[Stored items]
◆ ◆ ◆ ◆

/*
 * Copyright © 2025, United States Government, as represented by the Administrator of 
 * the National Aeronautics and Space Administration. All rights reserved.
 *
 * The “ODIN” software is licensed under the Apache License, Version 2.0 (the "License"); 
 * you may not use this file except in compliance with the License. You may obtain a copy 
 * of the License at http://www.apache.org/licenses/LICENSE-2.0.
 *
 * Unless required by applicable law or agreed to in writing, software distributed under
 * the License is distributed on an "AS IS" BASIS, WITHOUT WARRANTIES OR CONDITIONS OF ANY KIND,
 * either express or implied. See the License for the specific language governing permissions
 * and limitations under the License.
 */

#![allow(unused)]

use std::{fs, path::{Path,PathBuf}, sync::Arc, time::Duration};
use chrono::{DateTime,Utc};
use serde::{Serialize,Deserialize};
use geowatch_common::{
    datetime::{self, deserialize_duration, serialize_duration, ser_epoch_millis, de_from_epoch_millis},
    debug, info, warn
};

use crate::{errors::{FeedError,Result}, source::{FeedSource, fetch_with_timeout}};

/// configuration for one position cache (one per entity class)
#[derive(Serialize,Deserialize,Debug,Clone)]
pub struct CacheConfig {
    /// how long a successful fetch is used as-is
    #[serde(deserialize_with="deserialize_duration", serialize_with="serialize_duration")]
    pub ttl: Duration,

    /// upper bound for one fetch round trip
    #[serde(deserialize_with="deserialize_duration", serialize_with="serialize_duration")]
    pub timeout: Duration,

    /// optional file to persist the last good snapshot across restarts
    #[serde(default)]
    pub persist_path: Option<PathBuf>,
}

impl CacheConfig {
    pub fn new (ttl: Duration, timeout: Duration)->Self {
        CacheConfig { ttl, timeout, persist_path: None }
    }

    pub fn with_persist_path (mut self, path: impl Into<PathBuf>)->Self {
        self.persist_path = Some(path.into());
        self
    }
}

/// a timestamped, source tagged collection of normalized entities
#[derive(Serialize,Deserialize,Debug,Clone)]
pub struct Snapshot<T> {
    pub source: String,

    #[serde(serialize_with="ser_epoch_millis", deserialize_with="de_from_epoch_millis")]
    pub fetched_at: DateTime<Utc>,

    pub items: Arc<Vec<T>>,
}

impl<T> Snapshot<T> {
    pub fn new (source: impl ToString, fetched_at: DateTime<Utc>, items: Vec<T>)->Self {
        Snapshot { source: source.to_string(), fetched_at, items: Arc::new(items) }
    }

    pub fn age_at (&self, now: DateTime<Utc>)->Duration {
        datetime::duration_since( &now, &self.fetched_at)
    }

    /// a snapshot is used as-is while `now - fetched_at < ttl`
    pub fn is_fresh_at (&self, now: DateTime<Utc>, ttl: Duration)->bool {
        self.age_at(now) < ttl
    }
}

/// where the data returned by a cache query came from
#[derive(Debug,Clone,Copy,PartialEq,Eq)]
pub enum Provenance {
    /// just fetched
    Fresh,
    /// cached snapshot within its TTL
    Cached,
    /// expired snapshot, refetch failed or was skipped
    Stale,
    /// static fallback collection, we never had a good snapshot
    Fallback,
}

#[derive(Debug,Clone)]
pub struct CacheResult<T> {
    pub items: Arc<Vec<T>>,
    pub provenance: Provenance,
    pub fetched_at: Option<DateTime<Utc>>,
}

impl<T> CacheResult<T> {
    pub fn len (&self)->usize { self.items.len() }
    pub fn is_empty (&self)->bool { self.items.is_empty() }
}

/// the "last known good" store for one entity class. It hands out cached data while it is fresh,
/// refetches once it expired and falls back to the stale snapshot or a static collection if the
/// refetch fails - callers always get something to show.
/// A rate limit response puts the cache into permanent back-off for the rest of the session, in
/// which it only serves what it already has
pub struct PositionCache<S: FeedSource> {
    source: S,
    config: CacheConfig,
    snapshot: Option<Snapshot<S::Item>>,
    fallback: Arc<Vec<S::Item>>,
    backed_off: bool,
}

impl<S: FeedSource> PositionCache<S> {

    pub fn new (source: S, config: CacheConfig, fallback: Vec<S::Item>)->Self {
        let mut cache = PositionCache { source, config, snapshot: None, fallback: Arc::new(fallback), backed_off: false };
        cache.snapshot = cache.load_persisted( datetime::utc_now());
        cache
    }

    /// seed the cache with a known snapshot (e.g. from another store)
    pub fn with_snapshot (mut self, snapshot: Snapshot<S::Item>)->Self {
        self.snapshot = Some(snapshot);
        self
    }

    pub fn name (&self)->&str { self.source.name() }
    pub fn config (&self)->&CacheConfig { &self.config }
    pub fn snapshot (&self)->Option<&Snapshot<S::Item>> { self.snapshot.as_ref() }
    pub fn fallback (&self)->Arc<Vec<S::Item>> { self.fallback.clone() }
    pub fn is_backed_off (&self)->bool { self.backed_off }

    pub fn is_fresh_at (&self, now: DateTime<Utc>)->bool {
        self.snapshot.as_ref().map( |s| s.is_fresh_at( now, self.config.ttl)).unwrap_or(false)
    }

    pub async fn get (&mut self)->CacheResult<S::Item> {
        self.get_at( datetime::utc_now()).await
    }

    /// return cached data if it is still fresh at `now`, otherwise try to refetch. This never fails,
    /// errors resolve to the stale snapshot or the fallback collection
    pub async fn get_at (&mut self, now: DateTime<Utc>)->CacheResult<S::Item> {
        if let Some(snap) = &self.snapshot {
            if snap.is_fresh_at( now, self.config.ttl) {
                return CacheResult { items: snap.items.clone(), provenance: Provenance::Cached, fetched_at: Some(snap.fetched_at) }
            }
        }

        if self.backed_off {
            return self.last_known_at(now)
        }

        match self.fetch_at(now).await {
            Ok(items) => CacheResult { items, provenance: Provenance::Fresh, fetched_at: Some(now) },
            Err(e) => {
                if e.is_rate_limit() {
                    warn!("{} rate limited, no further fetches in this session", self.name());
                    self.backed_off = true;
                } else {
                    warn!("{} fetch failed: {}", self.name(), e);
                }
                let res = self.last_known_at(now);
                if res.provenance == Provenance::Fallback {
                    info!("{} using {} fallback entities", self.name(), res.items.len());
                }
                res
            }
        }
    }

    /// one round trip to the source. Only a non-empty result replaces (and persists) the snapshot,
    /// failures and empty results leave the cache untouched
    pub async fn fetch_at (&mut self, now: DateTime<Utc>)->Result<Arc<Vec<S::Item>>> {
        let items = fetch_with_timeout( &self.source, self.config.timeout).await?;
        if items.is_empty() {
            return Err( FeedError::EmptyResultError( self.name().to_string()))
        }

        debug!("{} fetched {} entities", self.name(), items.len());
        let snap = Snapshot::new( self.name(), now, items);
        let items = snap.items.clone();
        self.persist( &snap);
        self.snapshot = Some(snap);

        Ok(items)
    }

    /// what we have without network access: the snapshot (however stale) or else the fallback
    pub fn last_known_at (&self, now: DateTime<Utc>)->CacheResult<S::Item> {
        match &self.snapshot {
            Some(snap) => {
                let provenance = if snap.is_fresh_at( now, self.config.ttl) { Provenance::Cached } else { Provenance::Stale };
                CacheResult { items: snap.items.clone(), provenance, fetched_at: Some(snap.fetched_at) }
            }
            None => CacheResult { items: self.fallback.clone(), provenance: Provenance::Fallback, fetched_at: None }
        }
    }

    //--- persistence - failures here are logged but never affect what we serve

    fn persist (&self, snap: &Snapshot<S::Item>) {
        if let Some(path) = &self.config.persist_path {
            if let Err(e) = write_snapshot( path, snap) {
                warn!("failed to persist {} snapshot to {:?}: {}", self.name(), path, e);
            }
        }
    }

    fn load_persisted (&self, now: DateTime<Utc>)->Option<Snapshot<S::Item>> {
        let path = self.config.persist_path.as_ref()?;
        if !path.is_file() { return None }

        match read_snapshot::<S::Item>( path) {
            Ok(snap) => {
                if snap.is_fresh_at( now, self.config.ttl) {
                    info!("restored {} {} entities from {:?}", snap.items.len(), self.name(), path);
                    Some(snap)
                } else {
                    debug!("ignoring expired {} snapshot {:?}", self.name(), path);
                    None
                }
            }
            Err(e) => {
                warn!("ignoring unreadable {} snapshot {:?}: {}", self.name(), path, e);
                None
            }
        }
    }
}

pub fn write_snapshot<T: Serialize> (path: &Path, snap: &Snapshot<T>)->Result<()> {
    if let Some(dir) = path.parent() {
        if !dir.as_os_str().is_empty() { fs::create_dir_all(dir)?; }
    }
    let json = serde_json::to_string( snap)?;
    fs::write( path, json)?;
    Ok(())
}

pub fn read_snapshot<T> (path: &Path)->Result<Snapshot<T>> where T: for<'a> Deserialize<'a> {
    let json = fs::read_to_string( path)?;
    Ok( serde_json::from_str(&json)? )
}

◆ ◆ ◆ ◆

Here the job is to transcribe the lines from the first line of the data through the line containing "software distributed under", inclusive, exactly and with nothing else.

> **Task solution**:
/*
 * Copyright © 2025, United States Government, as represented by the Administrator of 
 * the National Aeronautics and Space Administration. All rights reserved.
 *
 * The “ODIN” software is licensed under the Apache License, Version 2.0 (the "License"); 
 * you may not use this file except in compliance with the License. You may obtain a copy 
 * of the License at http://www.apache.org/licenses/LICENSE-2.0.
 *
 * Unless required by applicable law or agreed to in writing, software distributed under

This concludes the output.